“First of all, I’m compassionate,” said state senator Dan Patrick in his opening remarks at last night’s debate on immigration. “And I’m not tough.” When discussing illegal immigration, he continued, it is important to keep in mind that most unauthorized immigrants are the victims of a broken system that “forces people to come to this country illegally,” a broken system for which Washington politicians should take most of the blame.

It would have been an unremarkable opening, if not for the source. Prior to March 4, when he won 41 percent of the vote in the Republican primary for lieutenant governor, Patrick would have scoffed at anyone who suggested he wasn’t tough on the issue. He was going out of his way to prove that he was tougher than the other candidates in the primary, like Agriculture Commissioner Todd Staples, who had, as a state representative, voted for the Texas DREAM Act in 2001. For months, Patrick was stumping around the state warning about an “illegal invasion”, and promoting the policies he would pursue in order to stop it. His rhetoric on the subject was so consistently extreme that other Republicans have apparently reached out to rein him in. The debate itself had been arranged after San Antonio Mayor Julián Castro rebuked him on Twitter, after which both men agreed to a pistols-at-high-noon showdown.

Castro, of course, pointed this out in his own opening statement. “We’re about to celebrate San Jacinto Day, but Texas is not being ‘invaded’ by Mexico,” he said. Republicans who indulge in such rhetoric, he continued, are taking a divisive and political approach that is out of step with the Texas GOP’s historically temperate approach to the subject and that specifically offends Hispanics. And Patrick, Castro said pointedly, was a case in point: “You’ve been part of the problem. It surprises me that you’re saying you’re not tough.”

Castro had, however, clearly anticipated that Patrick would strike a softer tone in the debate than he has on the campaign trail, and prepared some soundbites to that effect—that although Patrick had been “huffing and puffing like the Big Bad Wolf,” now he was “tiptoeing around like Little Red Riding Hood.” Patrick, for his part, denied everything, adopted an injured tone, and accused Castro of trying to play politics. It was an awkward accusation, since Castro isn’t running for office this year, but where there’s a will, there’s a way. “I don’t know if you’re running for vice-president or what you’re running for,” Patrick said.

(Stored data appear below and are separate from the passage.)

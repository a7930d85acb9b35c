use crate::error::DownloadError;
use crate::results::{DownloadTask, Outcome, SavedImage};
use crate::utils::numbered_filename;
use async_trait::async_trait;
use std::path::{Path, PathBuf};
use std::sync::atomic::{AtomicUsize, Ordering};
use std::time::Duration;
use tokio::sync::Mutex;

/// A fetched response, before any status policy is applied
#[derive(Debug, Clone)]
pub struct Fetched {
    pub status: u16,
    /// Reason phrase, e.g. "Not Found"
    pub status_text: String,
    pub body: Vec<u8>,
}

impl Fetched {
    pub fn is_success(&self) -> bool {
        (200..300).contains(&self.status)
    }
}

/// Retrieves image bytes over the network
#[async_trait]
pub trait Fetcher: Send + Sync {
    async fn fetch(&self, url: &str) -> Result<Fetched, DownloadError>;
}

/// Where downloaded bytes end up.
///
/// A download stages its body to get a short-lived handle, saves the handle
/// under a filename, then releases it. `release` consumes the handle, so it
/// runs once per staged body.
#[async_trait]
pub trait SaveTarget: Send + Sync {
    type Handle: Send + Sync;

    async fn stage(&self, body: Vec<u8>) -> Result<Self::Handle, DownloadError>;

    async fn save(&self, handle: &Self::Handle, filename: &str) -> Result<PathBuf, DownloadError>;

    async fn release(&self, handle: Self::Handle);
}

/// Fetches, stages, saves and releases one image. Never panics; every failure
/// is logged here and returned as the task's outcome.
pub async fn download<F, T>(fetcher: &F, target: &T, task: &DownloadTask, check_status: bool) -> Outcome
where
    F: Fetcher + ?Sized,
    T: SaveTarget + ?Sized,
{
    ::log::debug!("Downloading {} as {}", task.url, task.filename);

    let outcome = try_download(fetcher, target, task, check_status).await;
    match &outcome {
        Ok(saved) => ::log::info!("Saved {} ({} bytes)", saved.path.display(), saved.bytes),
        Err(e) => ::log::error!("Error downloading image {}: {}", task.url, e),
    }
    outcome
}

async fn try_download<F, T>(
    fetcher: &F,
    target: &T,
    task: &DownloadTask,
    check_status: bool,
) -> Outcome
where
    F: Fetcher + ?Sized,
    T: SaveTarget + ?Sized,
{
    let fetched = fetcher.fetch(&task.url).await?;
    if check_status && !fetched.is_success() {
        return Err(DownloadError::Status(fetched.status_text));
    }

    let bytes = fetched.body.len();
    let handle = target.stage(fetched.body).await?;

    let saved = target.save(&handle, &task.filename).await;
    target.release(handle).await;

    Ok(SavedImage {
        url: task.url.clone(),
        path: saved?,
        bytes,
    })
}

/// `Fetcher` backed by a shared reqwest client
pub struct HttpFetcher {
    client: reqwest::Client,
    timeout_secs: Option<u64>,
}

impl HttpFetcher {
    pub fn new(timeout_secs: Option<u64>) -> Result<Self, DownloadError> {
        let mut builder = reqwest::Client::builder();
        if let Some(secs) = timeout_secs {
            builder = builder.timeout(Duration::from_secs(secs));
        }
        Ok(Self {
            client: builder.build()?,
            timeout_secs,
        })
    }

    fn map_error(&self, e: reqwest::Error) -> DownloadError {
        match self.timeout_secs {
            Some(secs) if e.is_timeout() => DownloadError::Timeout(secs),
            _ => DownloadError::from(e),
        }
    }
}

#[async_trait]
impl Fetcher for HttpFetcher {
    async fn fetch(&self, url: &str) -> Result<Fetched, DownloadError> {
        let response = self
            .client
            .get(url)
            .send()
            .await
            .map_err(|e| self.map_error(e))?;

        let status = response.status();
        let status_text = status
            .canonical_reason()
            .map(str::to_string)
            .unwrap_or_else(|| status.as_u16().to_string());
        let body = response.bytes().await.map_err(|e| self.map_error(e))?;

        Ok(Fetched {
            status: status.as_u16(),
            status_text,
            body: body.to_vec(),
        })
    }
}

/// A body written to a hidden `.part` file next to its final location
#[derive(Debug)]
pub struct StagedFile {
    path: PathBuf,
}

impl StagedFile {
    pub fn path(&self) -> &Path {
        &self.path
    }
}

/// Saves images into a directory, never overwriting an existing file
pub struct DirectoryTarget {
    dir: PathBuf,
    staged: AtomicUsize,
    /// Held from choosing a free name until the rename into it is done
    saving: Mutex<()>,
}

impl DirectoryTarget {
    pub fn new(dir: impl Into<PathBuf>) -> Self {
        Self {
            dir: dir.into(),
            staged: AtomicUsize::new(0),
            saving: Mutex::new(()),
        }
    }

    /// First free name among `name`, `name (2)`, `name (3)`, ...
    async fn free_path(&self, filename: &str) -> Result<PathBuf, DownloadError> {
        let mut path = self.dir.join(filename);
        let mut n = 2;
        while tokio::fs::try_exists(&path).await? {
            path = self.dir.join(numbered_filename(filename, n));
            n += 1;
        }
        Ok(path)
    }
}

#[async_trait]
impl SaveTarget for DirectoryTarget {
    type Handle = StagedFile;

    async fn stage(&self, body: Vec<u8>) -> Result<StagedFile, DownloadError> {
        tokio::fs::create_dir_all(&self.dir).await?;

        let n = self.staged.fetch_add(1, Ordering::Relaxed);
        let path = self
            .dir
            .join(format!(".img-harvest-{}-{}.part", std::process::id(), n));
        tokio::fs::write(&path, body).await?;

        ::log::trace!("Staged {}", path.display());
        Ok(StagedFile { path })
    }

    async fn save(&self, handle: &StagedFile, filename: &str) -> Result<PathBuf, DownloadError> {
        let _guard = self.saving.lock().await;
        let path = self.free_path(filename).await?;
        tokio::fs::rename(&handle.path, &path).await?;
        Ok(path)
    }

    async fn release(&self, handle: StagedFile) {
        // After a successful save the staged file has already been renamed away
        match tokio::fs::remove_file(&handle.path).await {
            Ok(()) => ::log::debug!("Discarded unsaved {}", handle.path.display()),
            Err(e) if e.kind() == std::io::ErrorKind::NotFound => {}
            Err(e) => ::log::warn!("Failed to remove {}: {}", handle.path.display(), e),
        }
    }
}
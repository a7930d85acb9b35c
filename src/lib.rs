// Re-export modules
pub mod config;
pub mod download;
pub mod error;
pub mod filename;
pub mod locators;
pub mod orchestrator;
pub mod results;
pub mod utils;

// Re-export commonly used types for convenience
pub use config::{HarvestConfig, MissingFilenamePolicy};
pub use error::{DownloadError, HarvestError};
pub use filename::extract_filename;
pub use locators::{PageSnapshot, locate};
pub use results::{DownloadTask, PageImage, Report};

use download::{DirectoryTarget, HttpFetcher};
use std::path::PathBuf;
use std::time::Duration;
use url::Url;

/// Where the page's images are read from
#[derive(Debug, Clone)]
pub enum PageSource {
    /// A live page, loaded in a WebDriver-controlled browser
    Web(String),
    /// A saved HTML document; relative `src` values resolve against the URL
    HtmlFile { path: PathBuf, base_url: String },
}

/// Main builder for a harvest run
pub struct Harvest {
    source: PageSource,
    config: HarvestConfig,
}

impl Harvest {
    /// Create a new Harvest builder with default configuration
    pub fn new(source: PageSource) -> Self {
        Self {
            source,
            config: HarvestConfig::default(),
        }
    }

    /// Replace the whole configuration
    pub fn with_config(mut self, config: HarvestConfig) -> Self {
        self.config = config;
        self
    }

    /// Load configuration from a JSON file
    pub fn with_config_file(self, path: impl AsRef<std::path::Path>) -> Result<Self, HarvestError> {
        let config = HarvestConfig::from_file(path)?;
        Ok(self.with_config(config))
    }

    pub fn with_min_height(mut self, min_height: f64) -> Self {
        self.config.min_height = min_height;
        self
    }

    pub fn with_output_dir(mut self, dir: impl Into<PathBuf>) -> Self {
        self.config.output_dir = dir.into();
        self
    }

    pub fn with_settle(mut self, seconds: u64) -> Self {
        self.config.settle_secs = seconds;
        self
    }

    pub fn with_missing_filename(mut self, policy: MissingFilenamePolicy) -> Self {
        self.config.missing_filename = policy;
        self
    }

    pub fn with_status_check(mut self, check_status: bool) -> Self {
        self.config.check_status = check_status;
        self
    }

    pub fn with_request_timeout(mut self, seconds: u64) -> Self {
        self.config.request_timeout_secs = Some(seconds);
        self
    }

    pub fn config(&self) -> &HarvestConfig {
        &self.config
    }

    /// Capture the page's images as they are right now
    pub async fn snapshot(&self) -> Result<PageSnapshot, HarvestError> {
        match &self.source {
            PageSource::Web(page_url) => {
                let mut config = self.config.clone();
                // Override the WebDriver URL with an environment variable if provided
                config.apply_env();

                locators::browser::snapshot(
                    &config.webdriver_url,
                    page_url,
                    Duration::from_secs(config.settle_secs),
                )
                .await
            }
            PageSource::HtmlFile { path, base_url } => {
                let base = Url::parse(base_url).map_err(|source| HarvestError::InvalidUrl {
                    url: base_url.clone(),
                    source,
                })?;
                let html =
                    tokio::fs::read_to_string(path)
                        .await
                        .map_err(|source| HarvestError::Io {
                            path: path.display().to_string(),
                            source,
                        })?;
                Ok(locators::html::snapshot(&html, &base))
            }
        }
    }

    /// Locate, name and download every qualifying image, then report.
    ///
    /// Only failing to read the page is an error; individual downloads that
    /// fail are listed in the report.
    pub async fn run(self) -> Result<Report, HarvestError> {
        let snapshot = self.snapshot().await?;
        let urls = snapshot.locate(self.config.min_height);

        let fetcher = HttpFetcher::new(self.config.request_timeout_secs)
            .map_err(|e| HarvestError::Config(e.to_string()))?;
        let target = DirectoryTarget::new(&self.config.output_dir);

        Ok(orchestrator::harvest_urls(
            &fetcher,
            &target,
            &urls,
            self.config.missing_filename,
            self.config.check_status,
        )
        .await)
    }
}

#[cfg(test)]
mod tests {
    use super::*;

    #[tokio::test]
    async fn test_html_source_snapshot() {
        let path = std::env::temp_dir().join(format!("img-harvest-page-{}.html", std::process::id()));
        std::fs::write(
            &path,
            r#"<body><img src="a.png?x=1" height="500"><img src="b.jpg" height="900"></body>"#,
        )
        .unwrap();

        let harvest = Harvest::new(PageSource::HtmlFile {
            path: path.clone(),
            base_url: "https://example.com/p/".to_string(),
        });
        let snapshot = harvest.snapshot().await.unwrap();
        assert_eq!(
            snapshot.locate(400.0),
            vec![
                "https://example.com/p/a.png?x=1".to_string(),
                "https://example.com/p/b.jpg".to_string(),
            ]
        );

        std::fs::remove_file(&path).unwrap();
    }

    #[tokio::test]
    async fn test_html_source_bad_base_url() {
        let harvest = Harvest::new(PageSource::HtmlFile {
            path: PathBuf::from("unused.html"),
            base_url: "not a url".to_string(),
        });
        assert!(matches!(
            harvest.snapshot().await,
            Err(HarvestError::InvalidUrl { .. })
        ));
    }

    #[tokio::test]
    async fn test_run_with_nothing_to_download() {
        let path = std::env::temp_dir().join(format!("img-harvest-small-{}.html", std::process::id()));
        std::fs::write(&path, r#"<body><img src="icon.png?x=1" height="16"></body>"#).unwrap();

        let report = Harvest::new(PageSource::HtmlFile {
            path: path.clone(),
            base_url: "https://example.com/".to_string(),
        })
        .with_output_dir(std::env::temp_dir())
        .run()
        .await
        .unwrap();

        assert_eq!(report.attempted, 0);
        assert!(report.succeeded.is_empty() && report.failed.is_empty());
        std::fs::remove_file(&path).unwrap();
    }

    #[test]
    fn test_builder_overrides() {
        let harvest = Harvest::new(PageSource::Web("https://example.com".to_string()))
            .with_min_height(250.0)
            .with_settle(3)
            .with_missing_filename(MissingFilenamePolicy::Default)
            .with_status_check(false)
            .with_request_timeout(30);
        let config = harvest.config();
        assert_eq!(config.min_height, 250.0);
        assert_eq!(config.settle_secs, 3);
        assert_eq!(config.missing_filename, MissingFilenamePolicy::Default);
        assert!(!config.check_status);
        assert_eq!(config.request_timeout_secs, Some(30));
    }
}
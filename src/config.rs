use crate::error::HarvestError;
use serde::{Deserialize, Serialize};
use std::fs::File;
use std::io::Read;
use std::path::{Path, PathBuf};

/// Filename used when an image URL yields none and the `Default` policy is active
pub const DEFAULT_FILENAME: &str = "image.jpg";

/// What to do with an image whose URL has no extractable filename
#[derive(Debug, Clone, Copy, PartialEq, Eq, Default, Serialize, Deserialize)]
#[serde(rename_all = "lowercase")]
pub enum MissingFilenamePolicy {
    /// Leave the image out of the download batch
    #[default]
    Skip,
    /// Download it as `image.jpg`
    Default,
}

/// Configuration for a harvest run
#[derive(Debug, Clone, Serialize, Deserialize)]
pub struct HarvestConfig {
    /// Images must be strictly taller than this many pixels
    #[serde(default = "default_min_height")]
    pub min_height: f64,

    /// Directory downloaded images are saved into
    #[serde(default = "default_output_dir")]
    pub output_dir: PathBuf,

    /// URL for the WebDriver instance
    #[serde(default = "default_webdriver_url")]
    pub webdriver_url: String,

    /// Seconds to wait after navigation so lazy images can lay out
    #[serde(default)]
    pub settle_secs: u64,

    #[serde(default)]
    pub missing_filename: MissingFilenamePolicy,

    /// Treat non-2xx responses as failures
    #[serde(default = "default_check_status")]
    pub check_status: bool,

    /// Per-request timeout; no timeout beyond the network stack's when unset
    #[serde(default, skip_serializing_if = "Option::is_none")]
    pub request_timeout_secs: Option<u64>,
}

fn default_min_height() -> f64 {
    400.0
}

fn default_output_dir() -> PathBuf {
    PathBuf::from(".")
}

/// Default value for webdriver_url
fn default_webdriver_url() -> String {
    "http://localhost:4444".to_string()
}

/// Rejects heights that no image could be compared against
pub fn check_min_height(min_height: f64) -> Result<f64, String> {
    if !min_height.is_finite() || min_height < 0.0 {
        return Err(format!(
            "min_height must be a non-negative number, got {}",
            min_height
        ));
    }
    Ok(min_height)
}

/// Parses a `--min-height` value
pub fn parse_min_height(value: &str) -> Result<f64, String> {
    let min_height: f64 = value
        .trim()
        .parse()
        .map_err(|_| format!("`{}` is not a number", value))?;
    check_min_height(min_height)
}

fn default_check_status() -> bool {
    true
}

impl Default for HarvestConfig {
    fn default() -> Self {
        Self {
            min_height: default_min_height(),
            output_dir: default_output_dir(),
            webdriver_url: default_webdriver_url(),
            settle_secs: 0,
            missing_filename: MissingFilenamePolicy::default(),
            check_status: default_check_status(),
            request_timeout_secs: None,
        }
    }
}

impl HarvestConfig {
    /// Load configuration from a JSON file
    pub fn from_file<P: AsRef<Path>>(path: P) -> Result<Self, HarvestError> {
        let path = path.as_ref();
        let mut contents = String::new();
        File::open(path)
            .and_then(|mut file| file.read_to_string(&mut contents))
            .map_err(|source| HarvestError::Io {
                path: path.display().to_string(),
                source,
            })?;

        Self::from_json(&contents)
    }

    /// Load configuration from a JSON string
    pub fn from_json(json: &str) -> Result<Self, HarvestError> {
        let config: Self =
            serde_json::from_str(json).map_err(|e| HarvestError::Config(e.to_string()))?;
        check_min_height(config.min_height).map_err(HarvestError::Config)?;
        Ok(config)
    }

    /// Override the WebDriver URL from `WEBDRIVER_URL` when it is set and non-empty
    pub fn apply_env(&mut self) {
        if let Ok(webdriver_url) = std::env::var("WEBDRIVER_URL") {
            if !webdriver_url.is_empty() {
                self.webdriver_url = webdriver_url;
            }
        }
    }
}

#[cfg(test)]
mod tests {
    use super::*;

    #[test]
    fn test_defaults_from_empty_json() {
        let config = HarvestConfig::from_json("{}").unwrap();
        assert_eq!(config.min_height, 400.0);
        assert_eq!(config.output_dir, PathBuf::from("."));
        assert_eq!(config.webdriver_url, "http://localhost:4444");
        assert_eq!(config.missing_filename, MissingFilenamePolicy::Skip);
        assert!(config.check_status);
        assert!(config.request_timeout_secs.is_none());
    }

    #[test]
    fn test_earliest_revision_policy() {
        let json = r#"{"missing_filename": "default", "check_status": false, "min_height": 250}"#;
        let config = HarvestConfig::from_json(json).unwrap();
        assert_eq!(config.missing_filename, MissingFilenamePolicy::Default);
        assert!(!config.check_status);
        assert_eq!(config.min_height, 250.0);
    }

    #[test]
    fn test_rejects_negative_height() {
        assert!(HarvestConfig::from_json(r#"{"min_height": -1}"#).is_err());
        assert!(HarvestConfig::from_json(r#"{"missing_filename": "rename"}"#).is_err());
    }

    #[test]
    fn test_parse_min_height() {
        assert_eq!(parse_min_height("250"), Ok(250.0));
        assert_eq!(parse_min_height("0"), Ok(0.0));
        assert!(parse_min_height("NaN").is_err());
        assert!(parse_min_height("inf").is_err());
        assert!(parse_min_height("-5").is_err());
        assert!(parse_min_height("tall").is_err());
        assert!(HarvestConfig::from_json(r#"{"min_height": 1e400}"#).is_err());
    }

    #[test]
    fn test_missing_file() {
        let err = HarvestConfig::from_file("/definitely/not/here.json").unwrap_err();
        assert!(matches!(err, HarvestError::Io { .. }));
    }
}
pub mod browser;
pub mod html;

#[cfg(test)]
mod tests;

use crate::results::PageImage;

/// Default minimum rendered height, in pixels
pub const DEFAULT_MIN_HEIGHT: f64 = 400.0;

/// Images of a page, captured in document order at a single point in time
#[derive(Debug, Clone, Default, PartialEq)]
pub struct PageSnapshot {
    pub images: Vec<PageImage>,
}

impl PageSnapshot {
    pub fn new(images: Vec<PageImage>) -> Self {
        Self { images }
    }

    /// URLs of the images taller than `min_height`
    pub fn locate(&self, min_height: f64) -> Vec<String> {
        locate(&self.images, min_height)
    }
}

/// Returns, in document order, the URLs of images whose rendered height strictly
/// exceeds `min_height`.
pub fn locate(images: &[PageImage], min_height: f64) -> Vec<String> {
    let urls: Vec<String> = images
        .iter()
        .filter(|image| image.height > min_height)
        .map(|image| image.url.clone())
        .collect();

    ::log::debug!(
        "{} of {} images are taller than {}px",
        urls.len(),
        images.len(),
        min_height
    );
    urls
}
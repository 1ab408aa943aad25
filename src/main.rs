//! CLI entry point for the Prodigy Remote In simulator.
//!
//! Serves the line-oriented analyzer protocol on TCP, one independent
//! session per connection. Settings come from an optional TOML file;
//! `--host` and `--port` override the file.
//!
//! # Usage
//!
//! ```bash
//! prodigy_sim --port 7010
//! prodigy_sim --config config/default.toml
//! ```

use anyhow::Result;
use clap::Parser;
use log::info;
use prodigy_sim::clock::SystemClock;
use prodigy_sim::config::Settings;
use prodigy_sim::network::server::RemoteInServer;
use std::path::PathBuf;
use std::sync::Arc;

#[derive(Parser)]
#[command(name = "prodigy-sim")]
#[command(about = "SpecsLab Prodigy Remote In analyzer simulator", long_about = None)]
struct Cli {
    /// Optional TOML configuration file
    #[arg(long)]
    config: Option<PathBuf>,

    /// Listen address override
    #[arg(long)]
    host: Option<String>,

    /// Listen port override
    #[arg(long)]
    port: Option<u16>,
}

#[tokio::main]
async fn main() -> Result<()> {
    let cli = Cli::parse();

    let mut settings = Settings::load(cli.config.as_deref())?;
    if let Some(host) = cli.host {
        settings.server.host = host;
    }
    if let Some(port) = cli.port {
        settings.server.port = port;
    }

    env_logger::Builder::from_env(
        env_logger::Env::default().default_filter_or(settings.log_level.clone()),
    )
    .init();

    info!("Simulated analyzer: {}", settings.analyzer.visible_name);
    let server = RemoteInServer::bind(Arc::new(settings), Arc::new(SystemClock)).await?;
    server.run().await?;
    Ok(())
}
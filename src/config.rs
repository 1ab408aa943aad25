//! Configuration management.

use crate::analyzer::ParameterTable;
use crate::error::EngineError;
use crate::protocol::DEFAULT_PORT;
use config::Config;
use serde::Deserialize;
use std::path::Path;

/// Application settings, loaded from an optional TOML file layered over the
/// built-in defaults.
#[derive(Debug, Deserialize, Clone)]
#[serde(default)]
pub struct Settings {
    /// Default log filter when `RUST_LOG` is unset.
    pub log_level: String,
    pub server: ServerSettings,
    pub analyzer: AnalyzerSettings,
}

/// TCP listener settings.
#[derive(Debug, Deserialize, Clone)]
#[serde(default)]
pub struct ServerSettings {
    pub host: String,
    pub port: u16,
}

/// Identity and parameter table of the simulated analyzer.
#[derive(Debug, Deserialize, Clone)]
#[serde(default)]
pub struct AnalyzerSettings {
    /// Human-readable model name reported by `GetAnalyzerVisibleName`.
    pub visible_name: String,
    /// Device parameters exposed over the protocol.
    pub parameters: ParameterTable,
}

impl Default for Settings {
    fn default() -> Self {
        Self {
            log_level: "info".to_string(),
            server: ServerSettings::default(),
            analyzer: AnalyzerSettings::default(),
        }
    }
}

impl Default for ServerSettings {
    fn default() -> Self {
        Self {
            host: "127.0.0.1".to_string(),
            port: DEFAULT_PORT,
        }
    }
}

impl Default for AnalyzerSettings {
    fn default() -> Self {
        Self {
            visible_name: "KREIOS 150".to_string(),
            parameters: ParameterTable::builtin(),
        }
    }
}

impl Settings {
    /// Loads settings, merging `path` over the defaults when given.
    pub fn load(path: Option<&Path>) -> Result<Self, EngineError> {
        let mut builder = Config::builder();
        if let Some(path) = path {
            builder = builder.add_source(config::File::from(path));
        }
        let merged = builder.build()?;
        merged.try_deserialize().map_err(EngineError::from)
    }
}
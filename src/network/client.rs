//! Async client for the Remote In protocol.
//!
//! Implements the collaborator contract external tooling relies on: write
//! one request line, read one response line, correlate by request ID. IDs
//! follow the conventional 4-hex-digit counter; the server itself treats
//! them as opaque tokens.

use std::collections::HashMap;
use thiserror::Error;
use tokio::io::{AsyncBufReadExt, AsyncWriteExt, BufReader};
use tokio::net::tcp::{OwnedReadHalf, OwnedWriteHalf};
use tokio::net::{TcpStream, ToSocketAddrs};

use crate::protocol::codec::{self, DecodeError};
use crate::protocol::{CommandKind, Request, Response};

/// Client-side failures.
#[derive(Debug, Error)]
pub enum ClientError {
    #[error("I/O error: {0}")]
    Io(#[from] std::io::Error),

    #[error("connection closed by server")]
    ConnectionClosed,

    #[error("malformed response: {0}")]
    Protocol(#[from] DecodeError),

    #[error("response ID '{got}' does not match request ID '{sent}'")]
    IdMismatch { sent: String, got: String },
}

/// One protocol connection with strict request/response pairing.
pub struct RemoteClient {
    reader: BufReader<OwnedReadHalf>,
    writer: OwnedWriteHalf,
    next_id: u32,
}

impl RemoteClient {
    /// Connects to a Remote In endpoint.
    pub async fn connect(addr: impl ToSocketAddrs) -> Result<Self, ClientError> {
        let stream = TcpStream::connect(addr).await?;
        let (reader, writer) = stream.into_split();
        Ok(Self {
            reader: BufReader::new(reader),
            writer,
            next_id: 0,
        })
    }

    fn next_req_id(&mut self) -> String {
        self.next_id = self.next_id.wrapping_add(1);
        format!("{:04X}", self.next_id & 0xFFFF)
    }

    /// Sends one command and waits for its response.
    pub async fn send(
        &mut self,
        command: CommandKind,
        params: &[(&str, &str)],
    ) -> Result<Response, ClientError> {
        let request = Request {
            req_id: self.next_req_id(),
            command,
            params: params
                .iter()
                .map(|(k, v)| (k.to_string(), v.to_string()))
                .collect::<HashMap<_, _>>(),
        };

        let line = codec::encode_request(&request);
        self.writer.write_all(line.as_bytes()).await?;
        self.writer.flush().await?;

        let mut reply = String::new();
        if self.reader.read_line(&mut reply).await? == 0 {
            return Err(ClientError::ConnectionClosed);
        }
        let response = codec::decode_response(reply.trim())?;
        if response.req_id != request.req_id {
            return Err(ClientError::IdMismatch {
                sent: request.req_id,
                got: response.req_id,
            });
        }
        Ok(response)
    }
}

Both were protesting too much. Over the next hour they did, occasionally, touch on policy issues, including the Texas DREAM Act, which Patrick has vowed to repeal as lieutenant governor. It was clear, however, that both came to the discussion with a political agenda. Castro argued that Texas’s pragmatic approach to illegal immigration reflects the state’s pro-business tradition—a tradition that includes Republicans like George W. Bush and Rick Perry, he said, but also Democrats like Ann Richards and, presumably, Julián Castro. Patrick, meanwhile, tried to cast immigration as a pro-life issue. He warned that some 55,000 “anchor babies” were born in the United States last year, but also said that if a pregnant woman crossed the border illegally, “I want her to have that Hispanic child.” The mayor, he meant, would let the woman in question make that decision herself. (Castro seemed perplexed by this turn, although he conceded the point.)

In other words, this was clearly a political debate—and it was inevitably so. The fact is that neither Castro nor Patrick has a direct role in determining American immigration laws or in achieving border security. That being the case, Patrick’s opening remarks told us everything we needed to know about the politics of illegal immigration circa 2014. Fuming about an “Illegal invasion” may be a good way to win a Republican primary. But even Patrick, who pushed that perspective so heavily before the March 4 primary, is apparently aware that Texans, as a group, reject such divisive rhetoric.